Quelles sont “Les Idées de demain” ? Le sommaire de notre numéro spécial
Sorti en kiosque ce mercredi, notre numéro spécial « Les Idées de demain » propose une sélection des articles les plus importants et stimulants publiés par des philosophes et des essayistes dans la presse internationale sur les grands enjeux des années à venir. Le sommaire se répartit en cinq grands thèmes : la révolution de l’IA, la démocratie en crise, le champ de bataille climatique, le brouillard de guerre et la société en mutation.
Le voici en détail.
La révolution de l’IA
- « L’IA n’existe pas », affirme l’expert des technologies de réalité virtuelle Jaron Lanier dans un essai remarqué paru dans le New Yorker et traduit ici. Il nous rappelle que l’intelligence artificielle n’est pas une créature autonome mais un outil conçu dans un contexte. Il nous invite à reprendre la main en proposant le concept de « dignité numérique ».

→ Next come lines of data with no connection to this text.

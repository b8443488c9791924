// src/dag/graph.rs

use std::collections::VecDeque;
use std::sync::atomic::{AtomicU64, Ordering};

use tracing::{debug, warn};

use crate::dag::claim::Claim;
use crate::dag::identity::{IdentityMap, IdentitySet};
use crate::dag::task_record::{TaskRecord, TaskState};
use crate::errors::PoolError;
use crate::task::TaskHandle;
use crate::types::{ExecutionMode, TaskId};

/// In-memory dependency bookkeeping for one pool.
///
/// It is responsible for:
/// - registering submitted tasks as ready or blocked
/// - handing ready tasks to workers, one claim at a time
/// - unblocking dependents when a task completes
/// - remembering the first failure, after which nothing new starts
///
/// Every live task is in exactly one of `ready`, `executing` or `blocked`.
/// Off-pool tasks skip `ready`: when their dependencies are satisfied they go
/// straight to `executing` and are handed back to the caller to launch.
///
/// Finished tasks are not remembered here. Each handle carries a stamp with
/// the key of the graph it was submitted to, which is how a finished
/// dependency is told apart from one that was never submitted.
#[derive(Debug)]
pub struct DependencyGraph {
    /// Non-zero key stamped on every handle submitted to this graph.
    key: u64,
    /// Every live (submitted, unfinished) task.
    records: IdentityMap<TaskRecord>,
    /// Ready in-pool tasks, in the order they became ready.
    ready: VecDeque<TaskId>,
    executing: IdentitySet,
    blocked: IdentitySet,
    /// Unfinished task -> dependents waiting on it.
    blocker_of: IdentityMap<Vec<TaskId>>,
    first_error: Option<PoolError>,
}

impl Default for DependencyGraph {
    fn default() -> Self {
        Self::new()
    }
}

static NEXT_GRAPH_KEY: AtomicU64 = AtomicU64::new(1);

impl DependencyGraph {
    pub fn new() -> Self {
        Self {
            key: NEXT_GRAPH_KEY.fetch_add(1, Ordering::Relaxed),
            records: IdentityMap::new(),
            ready: VecDeque::new(),
            executing: IdentitySet::new(),
            blocked: IdentitySet::new(),
            blocker_of: IdentityMap::new(),
            first_error: None,
        }
    }

    /// Register `tasks`, each waiting on every entry of `dependencies`.
    ///
    /// Dependencies that already finished are ignored. A handle can be
    /// submitted once, to one graph. The whole batch is validated before
    /// anything is mutated, so an `Err` leaves the graph untouched.
    ///
    /// Returns the off-pool tasks that became executing and must be launched
    /// by the caller.
    pub fn submit(
        &mut self,
        dependencies: &[TaskHandle],
        tasks: Vec<TaskHandle>,
        mode: ExecutionMode,
    ) -> Result<Vec<TaskHandle>, PoolError> {
        self.validate_submission(dependencies, &tasks)?;

        if mode == ExecutionMode::OffPool && self.first_error.is_some() {
            for task in &tasks {
                debug!(
                    task = %task.label(),
                    "run already failed; not launching off-pool task"
                );
            }
            return Ok(Vec::new());
        }

        let still_pending: IdentitySet = dependencies
            .iter()
            .filter(|dep| self.is_unfinished(dep))
            .map(TaskHandle::id)
            .collect();

        let mut launches = Vec::new();

        for task in tasks {
            let id = task.id();
            task.mark_submitted(self.key);

            if still_pending.is_empty() {
                debug!(task = %task.label(), ?mode, "dependencies satisfied on submission");
                self.records
                    .insert(id, TaskRecord::new(task, mode, IdentitySet::new()));
                self.release(id, &mut launches);
                continue;
            }

            debug!(
                task = %task.label(),
                ?mode,
                pending = still_pending.len(),
                "task blocked on unfinished dependencies"
            );
            for dep in still_pending.iter() {
                self.blocker_of.entry(dep).or_default().push(id);
            }
            self.blocked.insert(id);
            self.records
                .insert(id, TaskRecord::new(task, mode, still_pending.clone()));
        }

        Ok(launches)
    }

    /// Claim the next ready task for a worker.
    pub fn claim(&mut self) -> Claim {
        if self.is_drained() {
            return Claim::Drained;
        }
        if self.first_error.is_some() {
            return Claim::Aborted;
        }

        let Some(id) = self.ready.pop_front() else {
            return Claim::Wait;
        };

        match self.records.get(&id) {
            Some(record) => {
                self.executing.insert(id);
                Claim::Run(record.handle.clone())
            }
            None => {
                warn!(task = %id, "ready task has no record; skipping");
                Claim::Wait
            }
        }
    }

    /// Mark a task as finished with the given outcome.
    ///
    /// The task is forgotten. If no failure has been recorded, dependents
    /// whose last unmet dependency was this task become ready; off-pool ones
    /// are returned (already executing) for the caller to launch.
    pub fn complete(&mut self, id: TaskId, outcome: Result<(), PoolError>) -> Vec<TaskHandle> {
        if !self.executing.remove(id) {
            warn!(task = %id, "completion for a task that was not executing");
        }
        self.records.remove(&id);

        if let Err(err) = outcome {
            self.record_failure(err);
        }

        let dependents = self.blocker_of.remove(&id).unwrap_or_default();

        let mut launches = Vec::new();
        if self.first_error.is_some() {
            return launches;
        }

        for dependent in dependents {
            let Some(record) = self.records.get_mut(&dependent) else {
                continue;
            };
            record.pending.remove(id);
            if record.pending.is_empty() {
                debug!(
                    task = %record.handle.label(),
                    after = %id,
                    "last dependency finished; unblocking"
                );
                self.blocked.remove(dependent);
                self.release(dependent, &mut launches);
            }
        }

        launches
    }

    /// Forget an executing task that will never run (its thread could not
    /// be launched after a failure). Dependents are not released.
    pub fn abandon(&mut self, id: TaskId) {
        self.executing.remove(id);
        self.records.remove(&id);
        self.blocker_of.remove(&id);
    }

    /// Forget every task that has not run: ready, blocked and any
    /// bookkeeping pointing at them.
    ///
    /// Called once a run is over. The records are returned rather than
    /// dropped so the caller can release them outside its lock, since
    /// dropping a task drops whatever its closure captured.
    pub fn clear_unfinished(&mut self) -> Vec<TaskRecord> {
        if !self.ready.is_empty() || !self.blocked.is_empty() {
            debug!(
                ready = self.ready.len(),
                blocked = self.blocked.len(),
                "discarding tasks that never ran"
            );
        }
        self.ready.clear();
        self.blocked = IdentitySet::new();
        self.executing = IdentitySet::new();
        self.blocker_of.clear();
        self.records.drain().map(|(_, record)| record).collect()
    }

    /// Record a failure. The first one wins; later ones are logged and
    /// dropped.
    ///
    /// Returns `true` if this call recorded the failure.
    pub fn record_failure(&mut self, err: PoolError) -> bool {
        if let Some(first) = &self.first_error {
            debug!(
                error = %err,
                first = %first,
                "discarding failure; an earlier one is already recorded"
            );
            return false;
        }

        warn!(error = %err, "first failure recorded; no further tasks will start");
        self.first_error = Some(err);
        true
    }

    /// `true` when nothing is ready and nothing is executing.
    pub fn is_drained(&self) -> bool {
        self.executing.is_empty() && self.ready.is_empty()
    }

    pub fn has_failed(&self) -> bool {
        self.first_error.is_some()
    }

    pub fn first_error(&self) -> Option<&PoolError> {
        self.first_error.as_ref()
    }

    pub fn take_first_error(&mut self) -> Option<PoolError> {
        self.first_error.take()
    }

    pub fn ready_len(&self) -> usize {
        self.ready.len()
    }

    pub fn executing_len(&self) -> usize {
        self.executing.len()
    }

    pub fn blocked_len(&self) -> usize {
        self.blocked.len()
    }

    /// Where the given task currently is.
    pub fn state_of(&self, task: &TaskHandle) -> TaskState {
        let id = task.id();
        if self.executing.contains(id) {
            TaskState::Executing
        } else if self.blocked.contains(id) {
            TaskState::Blocked
        } else if self.records.contains_key(&id) {
            TaskState::Ready
        } else if task.is_submitted_to(self.key) {
            TaskState::Finished
        } else {
            TaskState::Unknown
        }
    }

    /// Dependents currently registered as waiting on `id`.
    pub fn dependents_of(&self, id: TaskId) -> &[TaskId] {
        self.blocker_of
            .get(&id)
            .map(Vec::as_slice)
            .unwrap_or(&[])
    }

    /// Whether a dependency still has to finish.
    ///
    /// Any-order tasks that have not been submitted yet count as
    /// unfinished; they will be waited for once they arrive.
    fn is_unfinished(&self, dep: &TaskHandle) -> bool {
        let id = dep.id();
        self.records.contains_key(&id) || (dep.is_any_order() && !dep.is_submitted_to(self.key))
    }

    /// Move a task with no pending dependencies to `ready`, or to
    /// `executing` (collected into `launches`) if it runs off-pool.
    fn release(&mut self, id: TaskId, launches: &mut Vec<TaskHandle>) {
        let Some(record) = self.records.get(&id) else {
            return;
        };
        match record.mode {
            ExecutionMode::InPool => self.ready.push_back(id),
            ExecutionMode::OffPool => {
                self.executing.insert(id);
                launches.push(record.handle.clone());
            }
        }
    }

    fn validate_submission(
        &self,
        dependencies: &[TaskHandle],
        tasks: &[TaskHandle],
    ) -> Result<(), PoolError> {
        let mut batch = IdentitySet::new();

        for task in tasks {
            let id = task.id();
            if task.is_submitted() || !batch.insert(id) {
                return Err(PoolError::DuplicateTask(id));
            }

            for dep in dependencies {
                if dep.id() == id {
                    return Err(PoolError::SelfDependency(id));
                }
                if !dep.is_any_order() && !dep.is_submitted_to(self.key) {
                    return Err(PoolError::UnknownDependency {
                        task: id,
                        dependency: dep.id(),
                    });
                }
            }
        }

        Ok(())
    }
}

- Dans l’article « Techno-politique de la surveillance », la géopolitologue Asma Mhalla montre comment les nouvelles techniques de surveillance transforment le champ politique, aussi bien dans les régimes autoritaires que les démocraties libérales.
- La physicienne et biologiste Sara Imari Walker assure de son côté que « l’IA, c’est de la vie ». Pour cette pionnière de la « théorie de l’assemblage », la technologie est le fruit d’un processus millénaire d’évolution qui brouille les frontières entre l’inerte et le biologique.
La démocratie en crise
- C’est un réquisitoire contre Emmanuel Macron que livre le politologue Jean-François Bayart. Atteinte aux libertés, brutalisation des institutions, maintien de l’ordre violent… Pour affirmer son autorité fragile, le président dote l’État d’un arsenal répressif qui pourrait un jour tomber dans de très mauvaises mains : « La France est bel et bien en train de rejoindre le camp des démocraties illibérales. »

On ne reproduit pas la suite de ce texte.